ABOUT THIS EXERCISE
The whole of the data, every line, should come back exactly the same.

**********

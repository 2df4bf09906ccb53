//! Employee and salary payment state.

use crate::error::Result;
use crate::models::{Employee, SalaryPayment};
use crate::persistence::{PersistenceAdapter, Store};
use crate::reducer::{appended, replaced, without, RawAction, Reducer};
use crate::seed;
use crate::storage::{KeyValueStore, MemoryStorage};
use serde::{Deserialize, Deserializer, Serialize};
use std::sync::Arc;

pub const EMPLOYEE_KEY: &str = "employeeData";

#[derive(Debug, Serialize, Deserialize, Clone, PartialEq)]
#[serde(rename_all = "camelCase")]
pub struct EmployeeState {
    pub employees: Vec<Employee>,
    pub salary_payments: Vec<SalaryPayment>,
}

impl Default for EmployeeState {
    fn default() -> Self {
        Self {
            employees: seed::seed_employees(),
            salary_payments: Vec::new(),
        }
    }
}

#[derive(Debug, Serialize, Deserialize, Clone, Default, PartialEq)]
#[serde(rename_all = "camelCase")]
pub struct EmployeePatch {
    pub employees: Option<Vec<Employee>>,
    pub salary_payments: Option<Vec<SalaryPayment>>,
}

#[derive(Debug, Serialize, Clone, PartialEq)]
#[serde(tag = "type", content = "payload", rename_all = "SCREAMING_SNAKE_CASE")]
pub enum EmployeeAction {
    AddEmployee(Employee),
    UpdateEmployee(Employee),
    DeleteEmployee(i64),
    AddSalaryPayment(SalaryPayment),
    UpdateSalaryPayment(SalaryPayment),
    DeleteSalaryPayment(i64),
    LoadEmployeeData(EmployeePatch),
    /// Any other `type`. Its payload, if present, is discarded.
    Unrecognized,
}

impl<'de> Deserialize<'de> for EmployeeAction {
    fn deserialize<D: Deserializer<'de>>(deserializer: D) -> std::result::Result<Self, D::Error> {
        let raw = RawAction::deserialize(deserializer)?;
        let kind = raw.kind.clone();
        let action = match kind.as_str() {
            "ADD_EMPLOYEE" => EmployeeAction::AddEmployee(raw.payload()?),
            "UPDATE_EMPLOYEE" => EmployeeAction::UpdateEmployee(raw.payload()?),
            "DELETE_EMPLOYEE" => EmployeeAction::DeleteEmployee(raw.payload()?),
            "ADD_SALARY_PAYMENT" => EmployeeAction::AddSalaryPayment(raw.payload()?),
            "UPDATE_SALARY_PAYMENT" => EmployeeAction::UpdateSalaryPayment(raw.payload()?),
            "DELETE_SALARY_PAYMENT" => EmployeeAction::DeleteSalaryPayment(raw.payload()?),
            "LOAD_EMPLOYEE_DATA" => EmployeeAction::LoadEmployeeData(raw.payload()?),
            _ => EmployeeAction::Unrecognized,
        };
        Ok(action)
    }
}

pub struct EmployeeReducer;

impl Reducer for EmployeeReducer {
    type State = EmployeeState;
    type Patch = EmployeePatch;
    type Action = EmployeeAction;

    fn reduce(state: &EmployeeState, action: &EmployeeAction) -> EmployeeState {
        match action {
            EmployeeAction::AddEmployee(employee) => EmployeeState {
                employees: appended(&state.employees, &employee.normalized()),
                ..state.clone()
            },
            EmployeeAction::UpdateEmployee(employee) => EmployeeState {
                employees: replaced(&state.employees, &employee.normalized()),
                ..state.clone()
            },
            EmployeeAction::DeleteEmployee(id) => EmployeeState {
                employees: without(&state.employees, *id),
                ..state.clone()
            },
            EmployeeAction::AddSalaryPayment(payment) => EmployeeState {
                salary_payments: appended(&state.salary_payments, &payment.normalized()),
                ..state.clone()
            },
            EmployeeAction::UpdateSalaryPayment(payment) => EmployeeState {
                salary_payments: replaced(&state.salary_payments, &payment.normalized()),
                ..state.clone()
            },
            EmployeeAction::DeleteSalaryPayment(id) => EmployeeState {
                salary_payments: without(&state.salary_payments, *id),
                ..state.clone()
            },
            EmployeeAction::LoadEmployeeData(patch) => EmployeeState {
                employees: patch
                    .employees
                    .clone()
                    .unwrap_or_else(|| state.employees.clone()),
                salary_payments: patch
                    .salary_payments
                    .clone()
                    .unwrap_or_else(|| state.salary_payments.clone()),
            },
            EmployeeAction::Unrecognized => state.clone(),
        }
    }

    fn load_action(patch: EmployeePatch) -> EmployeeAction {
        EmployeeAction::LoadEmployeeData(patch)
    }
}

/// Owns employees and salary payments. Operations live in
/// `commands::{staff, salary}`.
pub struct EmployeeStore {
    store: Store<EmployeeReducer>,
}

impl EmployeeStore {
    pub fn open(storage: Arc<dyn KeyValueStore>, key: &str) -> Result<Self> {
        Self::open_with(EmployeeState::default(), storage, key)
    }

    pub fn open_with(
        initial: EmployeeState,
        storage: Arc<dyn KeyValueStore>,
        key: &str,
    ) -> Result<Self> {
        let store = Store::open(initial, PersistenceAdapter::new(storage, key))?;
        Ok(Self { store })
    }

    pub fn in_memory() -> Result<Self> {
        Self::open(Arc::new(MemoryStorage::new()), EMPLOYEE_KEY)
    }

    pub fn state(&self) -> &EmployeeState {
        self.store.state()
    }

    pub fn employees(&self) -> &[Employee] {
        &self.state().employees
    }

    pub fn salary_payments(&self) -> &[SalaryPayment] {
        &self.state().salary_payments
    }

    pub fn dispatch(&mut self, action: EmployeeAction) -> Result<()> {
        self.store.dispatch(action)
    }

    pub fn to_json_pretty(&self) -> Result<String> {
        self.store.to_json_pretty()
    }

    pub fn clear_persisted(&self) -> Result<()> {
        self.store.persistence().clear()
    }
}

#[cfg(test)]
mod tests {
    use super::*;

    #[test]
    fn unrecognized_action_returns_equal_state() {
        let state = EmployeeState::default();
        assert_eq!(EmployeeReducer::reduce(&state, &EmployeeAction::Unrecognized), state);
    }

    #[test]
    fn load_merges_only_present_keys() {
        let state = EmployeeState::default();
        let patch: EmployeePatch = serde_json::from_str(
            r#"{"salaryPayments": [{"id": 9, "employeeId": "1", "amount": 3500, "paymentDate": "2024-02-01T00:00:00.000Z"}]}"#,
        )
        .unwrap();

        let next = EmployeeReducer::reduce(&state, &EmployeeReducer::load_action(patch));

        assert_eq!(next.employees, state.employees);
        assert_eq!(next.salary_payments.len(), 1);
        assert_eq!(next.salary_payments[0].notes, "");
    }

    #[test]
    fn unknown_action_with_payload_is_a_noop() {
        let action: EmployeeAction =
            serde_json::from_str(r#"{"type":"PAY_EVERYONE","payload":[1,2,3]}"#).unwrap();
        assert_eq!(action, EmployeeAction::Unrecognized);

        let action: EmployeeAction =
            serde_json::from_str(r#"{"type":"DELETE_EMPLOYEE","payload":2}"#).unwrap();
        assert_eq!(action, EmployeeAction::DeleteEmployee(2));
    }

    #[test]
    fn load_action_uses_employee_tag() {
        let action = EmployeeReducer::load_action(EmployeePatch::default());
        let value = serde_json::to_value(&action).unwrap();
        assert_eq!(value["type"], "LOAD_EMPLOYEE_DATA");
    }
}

**********

EXPECTED ANSWER
repository 2df4bf09906ccb53
//! Employee and salary payment state.

use crate::error::Result;
use crate::models::{Employee, SalaryPayment};
use crate::persistence::{PersistenceAdapter, Store};
use crate::reducer::{appended, replaced, without, RawAction, Reducer};
use crate::seed;
use crate::storage::{KeyValueStore, MemoryStorage};
use serde::{Deserialize, Deserializer, Serialize};
use std::sync::Arc;

pub const EMPLOYEE_KEY: &str = "employeeData";

#[derive(Debug, Serialize, Deserialize, Clone, PartialEq)]
#[serde(rename_all = "camelCase")]
pub struct EmployeeState {
    pub employees: Vec<Employee>,
    pub salary_payments: Vec<SalaryPayment>,
}

impl Default for EmployeeState {
    fn default() -> Self {
        Self {
            employees: seed::seed_employees(),
            salary_payments: Vec::new(),
        }
    }
}

#[derive(Debug, Serialize, Deserialize, Clone, Default, PartialEq)]
#[serde(rename_all = "camelCase")]
pub struct EmployeePatch {
    pub employees: Option<Vec<Employee>>,
    pub salary_payments: Option<Vec<SalaryPayment>>,
}

#[derive(Debug, Serialize, Clone, PartialEq)]
#[serde(tag = "type", content = "payload", rename_all = "SCREAMING_SNAKE_CASE")]
pub enum EmployeeAction {
    AddEmployee(Employee),
    UpdateEmployee(Employee),
    DeleteEmployee(i64),
    AddSalaryPayment(SalaryPayment),
    UpdateSalaryPayment(SalaryPayment),
    DeleteSalaryPayment(i64),
    LoadEmployeeData(EmployeePatch),
    /// Any other `type`. Its payload, if present, is discarded.
    Unrecognized,
}

impl<'de> Deserialize<'de> for EmployeeAction {
    fn deserialize<D: Deserializer<'de>>(deserializer: D) -> std::result::Result<Self, D::Error> {
        let raw = RawAction::deserialize(deserializer)?;
        let kind = raw.kind.clone();
        let action = match kind.as_str() {
            "ADD_EMPLOYEE" => EmployeeAction::AddEmployee(raw.payload()?),
            "UPDATE_EMPLOYEE" => EmployeeAction::UpdateEmployee(raw.payload()?),
            "DELETE_EMPLOYEE" => EmployeeAction::DeleteEmployee(raw.payload()?),
            "ADD_SALARY_PAYMENT" => EmployeeAction::AddSalaryPayment(raw.payload()?),
            "UPDATE_SALARY_PAYMENT" => EmployeeAction::UpdateSalaryPayment(raw.payload()?),
            "DELETE_SALARY_PAYMENT" => EmployeeAction::DeleteSalaryPayment(raw.payload()?),
            "LOAD_EMPLOYEE_DATA" => EmployeeAction::LoadEmployeeData(raw.payload()?),
            _ => EmployeeAction::Unrecognized,
        };
        Ok(action)
    }
}

pub struct EmployeeReducer;

impl Reducer for EmployeeReducer {
    type State = EmployeeState;
    type Patch = EmployeePatch;
    type Action = EmployeeAction;

    fn reduce(state: &EmployeeState, action: &EmployeeAction) -> EmployeeState {
        match action {
            EmployeeAction::AddEmployee(employee) => EmployeeState {
                employees: appended(&state.employees, &employee.normalized()),
                ..state.clone()
            },
            EmployeeAction::UpdateEmployee(employee) => EmployeeState {
                employees: replaced(&state.employees, &employee.normalized()),
                ..state.clone()
            },
            EmployeeAction::DeleteEmployee(id) => EmployeeState {
                employees: without(&state.employees, *id),
                ..state.clone()
            },
            EmployeeAction::AddSalaryPayment(payment) => EmployeeState {
                salary_payments: appended(&state.salary_payments, &payment.normalized()),
                ..state.clone()
            },
            EmployeeAction::UpdateSalaryPayment(payment) => EmployeeState {
                salary_payments: replaced(&state.salary_payments, &payment.normalized()),
                ..state.clone()
            },
            EmployeeAction::DeleteSalaryPayment(id) => EmployeeState {
                salary_payments: without(&state.salary_payments, *id),
                ..state.clone()
            },
            EmployeeAction::LoadEmployeeData(patch) => EmployeeState {
                employees: patch
                    .employees
                    .clone()
                    .unwrap_or_else(|| state.employees.clone()),
                salary_payments: patch
                    .salary_payments
                    .clone()
                    .unwrap_or_else(|| state.salary_payments.clone()),
            },
            EmployeeAction::Unrecognized => state.clone(),
        }
    }

    fn load_action(patch: EmployeePatch) -> EmployeeAction {
        EmployeeAction::LoadEmployeeData(patch)
    }
}

/// Owns employees and salary payments. Operations live in
/// `commands::{staff, salary}`.
pub struct EmployeeStore {
    store: Store<EmployeeReducer>,
}

impl EmployeeStore {
    pub fn open(storage: Arc<dyn KeyValueStore>, key: &str) -> Result<Self> {
        Self::open_with(EmployeeState::default(), storage, key)
    }

    pub fn open_with(
        initial: EmployeeState,
        storage: Arc<dyn KeyValueStore>,
        key: &str,
    ) -> Result<Self> {
        let store = Store::open(initial, PersistenceAdapter::new(storage, key))?;
        Ok(Self { store })
    }

    pub fn in_memory() -> Result<Self> {
        Self::open(Arc::new(MemoryStorage::new()), EMPLOYEE_KEY)
    }

    pub fn state(&self) -> &EmployeeState {
        self.store.state()
    }

    pub fn employees(&self) -> &[Employee] {
        &self.state().employees
    }

    pub fn salary_payments(&self) -> &[SalaryPayment] {
        &self.state().salary_payments
    }

    pub fn dispatch(&mut self, action: EmployeeAction) -> Result<()> {
        self.store.dispatch(action)
    }

    pub fn to_json_pretty(&self) -> Result<String> {
        self.store.to_json_pretty()
    }

    pub fn clear_persisted(&self) -> Result<()> {
        self.store.persistence().clear()
    }
}

#[cfg(test)]
mod tests {
    use super::*;

    #[test]
    fn unrecognized_action_returns_equal_state() {
        let state = EmployeeState::default();
        assert_eq!(EmployeeReducer::reduce(&state, &EmployeeAction::Unrecognized), state);
    }

    #[test]
    fn load_merges_only_present_keys() {
        let state = EmployeeState::default();
        let patch: EmployeePatch = serde_json::from_str(
            r#"{"salaryPayments": [{"id": 9, "employeeId": "1", "amount": 3500, "paymentDate": "2024-02-01T00:00:00.000Z"}]}"#,
        )
        .unwrap();

        let next = EmployeeReducer::reduce(&state, &EmployeeReducer::load_action(patch));

        assert_eq!(next.employees, state.employees);
        assert_eq!(next.salary_payments.len(), 1);
        assert_eq!(next.salary_payments[0].notes, "");
    }

    #[test]
    fn unknown_action_with_payload_is_a_noop() {
        let action: EmployeeAction =
            serde_json::from_str(r#"{"type":"PAY_EVERYONE","payload":[1,2,3]}"#).unwrap();
        assert_eq!(action, EmployeeAction::Unrecognized);

        let action: EmployeeAction =
            serde_json::from_str(r#"{"type":"DELETE_EMPLOYEE","payload":2}"#).unwrap();
        assert_eq!(action, EmployeeAction::DeleteEmployee(2));
    }

    #[test]
    fn load_action_uses_employee_tag() {
        let action = EmployeeReducer::load_action(EmployeePatch::default());
        let value = serde_json::to_value(&action).unwrap();
        assert_eq!(value["type"], "LOAD_EMPLOYEE_DATA");
    }
}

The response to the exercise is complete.